After having my car MOT and borrowing almost £2000 to sort it and few other bits I'm going to have to sell my newly built PC :(

Was wondering is it worth selling as a full rig or splitting up all the parts and selling on?
Specs etc below but would like to get as close as possible to what I paid and not get ripped off


Corsair Graphite 760T V2 Windowed Full Tower Gaming Case - Black
850W Corsair Fully Modular Quiet Power Supply (RM850i) - Gold 80 PLUS
ASUS Z170-K Motherboard
Intel® Core™ i5-6600K Quad Core Processor (Skylake,3.5GHz-3.9GHz Turbo, 6MB Cache)
16GB 3000MHz DDR4 Memory (2x8GB) Dual Kit - Corsair
8GB GeForce® GTX 1070 Graphics Card
250GB Samsung 750 EVO, 2.5" SSD, SATA III - 6Gb/s, Samsung MGX, 256MB Cache, Read 540MB/s, Write 520MB/s, 97K/88K IOPS
2TB Seagate Barracuda SATA III 6GB/s 7200rpm 64MB Cache 8ms NCQ
 
Associate
OP
Joined
3 Jun 2013
Posts
454
In my opinion you'd be better splitting up the components to give you the best chance of getting your money back. I think anyone enthusiast enough to want to pay the right price would want to also build the PC themselves.

Does it matter I don't have packaging for the parts?

The PC was custom built and sent to me so don't have boxes for graphics card,ram,psu etc etc
 
Soldato
Joined
14 Oct 2009
Posts
9,541
Location
UK
Some people will want the packaging but plenty won't. I would suggest listing it on Gumtree and other local 'for sale' places.

Plenty of bad experiences with eBay for PC components so if you can then I would use other methods e.g. Gumtree.

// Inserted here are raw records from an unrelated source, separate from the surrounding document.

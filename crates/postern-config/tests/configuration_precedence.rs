use std::cell::RefCell;
use std::ffi::OsString;
use std::fs;
use std::sync::{Mutex, MutexGuard, PoisonError};

use camino::Utf8Path;
use once_cell::sync::Lazy;
use ortho_config::OrthoConfig as _;
use rstest::fixture;
use rstest_bdd_macros::{given, scenario, then, when};
use tempfile::TempDir;

use postern_config::{
    Config, DEFAULT_PORT, Framing, default_log_filter, default_log_format,
};

// Every harness holds this lock so scenarios never observe each other's
// environment overrides.
static ENV_MUTEX: Lazy<Mutex<()>> = Lazy::new(|| Mutex::new(()));

struct Harness {
    temp_dir: TempDir,
    cli_args: RefCell<Vec<OsString>>,
    env_overrides: RefCell<Vec<(String, Option<OsString>)>>,
    loaded: RefCell<Option<Config>>,
    error: RefCell<Option<String>>,
    _guard: MutexGuard<'static, ()>,
}

impl Harness {
    fn new() -> Self {
        let guard = ENV_MUTEX.lock().unwrap_or_else(PoisonError::into_inner);
        let temp_dir = match TempDir::new() {
            Ok(dir) => dir,
            Err(error) => panic!("failed to create temporary directory: {error}"),
        };
        Self {
            temp_dir,
            cli_args: RefCell::new(vec![OsString::from("postern")]),
            env_overrides: RefCell::new(Vec::new()),
            loaded: RefCell::new(None),
            error: RefCell::new(None),
            _guard: guard,
        }
    }

    fn write_config(&self, contents: &str) {
        let path = self.temp_dir.path().join("postern.toml");
        if let Err(error) = fs::write(&path, contents) {
            panic!("failed to write configuration: {error}");
        }
        let mut args = self.cli_args.borrow_mut();
        args.push(OsString::from("--config-path"));
        args.push(path.into_os_string());
    }

    fn set_env(&self, key: &str, value: &str) {
        let previous = std::env::var_os(key);
        // Environment mutation is `unsafe` under edition 2024. `Drop` restores
        // the previous value and the mutex serialises access.
        unsafe { std::env::set_var(key, value) };
        self.env_overrides
            .borrow_mut()
            .push((key.to_owned(), previous));
    }

    fn push_cli_arg(&self, arg: impl Into<OsString>) {
        self.cli_args.borrow_mut().push(arg.into());
    }

    fn load(&self) {
        if self.loaded.borrow().is_some() || self.error.borrow().is_some() {
            return;
        }
        let args = self.cli_args.borrow().clone();
        match Config::load_from_iter(args) {
            Ok(config) => *self.loaded.borrow_mut() = Some(config),
            Err(error) => *self.error.borrow_mut() = Some(error.to_string()),
        }
    }

    fn config(&self) -> Config {
        self.load();
        if let Some(error) = self.error.borrow().as_ref() {
            panic!("configuration failed to load: {error}");
        }
        match self.loaded.borrow().as_ref() {
            Some(config) => config.clone(),
            None => panic!("configuration was not loaded"),
        }
    }
}

impl Drop for Harness {
    fn drop(&mut self) {
        let mut overrides = self.env_overrides.borrow_mut();
        while let Some((key, value)) = overrides.pop() {
            match value {
                Some(os_value) => unsafe { std::env::set_var(&key, os_value) },
                None => unsafe { std::env::remove_var(&key) },
            }
        }
    }
}

#[fixture]
fn harness() -> Harness {
    Harness::new()
}

#[given("a configuration file setting the port to \"{port}\"")]
fn given_configuration_file(harness: &Harness, port: u16) {
    harness.write_config(&format!("port = {port}\ntoken_path = \"from-file\"\n"));
}

#[given("the environment overrides the port to \"{port}\"")]
fn given_environment_override(harness: &Harness, port: u16) {
    harness.set_env("POSTERN_PORT", &port.to_string());
}

#[when("the CLI sets the port to \"{port}\"")]
fn when_cli_override(harness: &Harness, port: u16) {
    harness.push_cli_arg("--port");
    harness.push_cli_arg(port.to_string());
}

#[when("the configuration loads without overrides")]
fn when_load_without_overrides(harness: &Harness) {
    harness.load();
}

#[then("loading the configuration resolves the port to \"{port}\"")]
fn then_resolved_port(harness: &Harness, port: u16) {
    let config = harness.config();
    assert_eq!(config.port(), port);
    assert_eq!(config.token_path(), Utf8Path::new("from-file"));
}

#[then("loading the configuration applies the built-in defaults")]
fn then_defaults_applied(harness: &Harness) {
    let config = harness.config();
    assert_eq!(config.address(), "localhost");
    assert_eq!(config.port(), DEFAULT_PORT);
    assert_eq!(config.token_path(), Utf8Path::new("login-token"));
    assert_eq!(config.log_filter(), default_log_filter());
    assert_eq!(config.log_format(), default_log_format());
    assert_eq!(config.framing(), Framing::Balanced);
}

#[scenario(path = "tests/features/configuration_precedence.feature")]
fn configuration_precedence(#[from(harness)] harness: Harness) {
    let _ = harness;
}

#[scenario(path = "tests/features/configuration_file.feature")]
fn configuration_file(#[from(harness)] harness: Harness) {
    let _ = harness;
}

#[scenario(path = "tests/features/configuration_defaults.feature")]
fn configuration_defaults(#[from(harness)] harness: Harness) {
    let _ = harness;
}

List it as a whole PC and then the parts individually and see what happens.
 
Associate
Joined
6 Dec 2007
Posts
1,384
Location
Cambridge
I've generally had good experiences selling components on Ebay, but you have to manage your buyer requirements, pack everything well and make sure that you keep good photos and accurately describe the items. Offer a refund policy (as some people won't buy from you if it's not offered and you're automatically obliged to accept refunds in certain scenarios).

You're better off selling the high value components separately, so definitely the CPU, GPU and PSU. Possibly the mobo too, though another option would be to sell your gfx card and CPU, then drop in a cheap CPU and graphics card and sell everything else as a single package.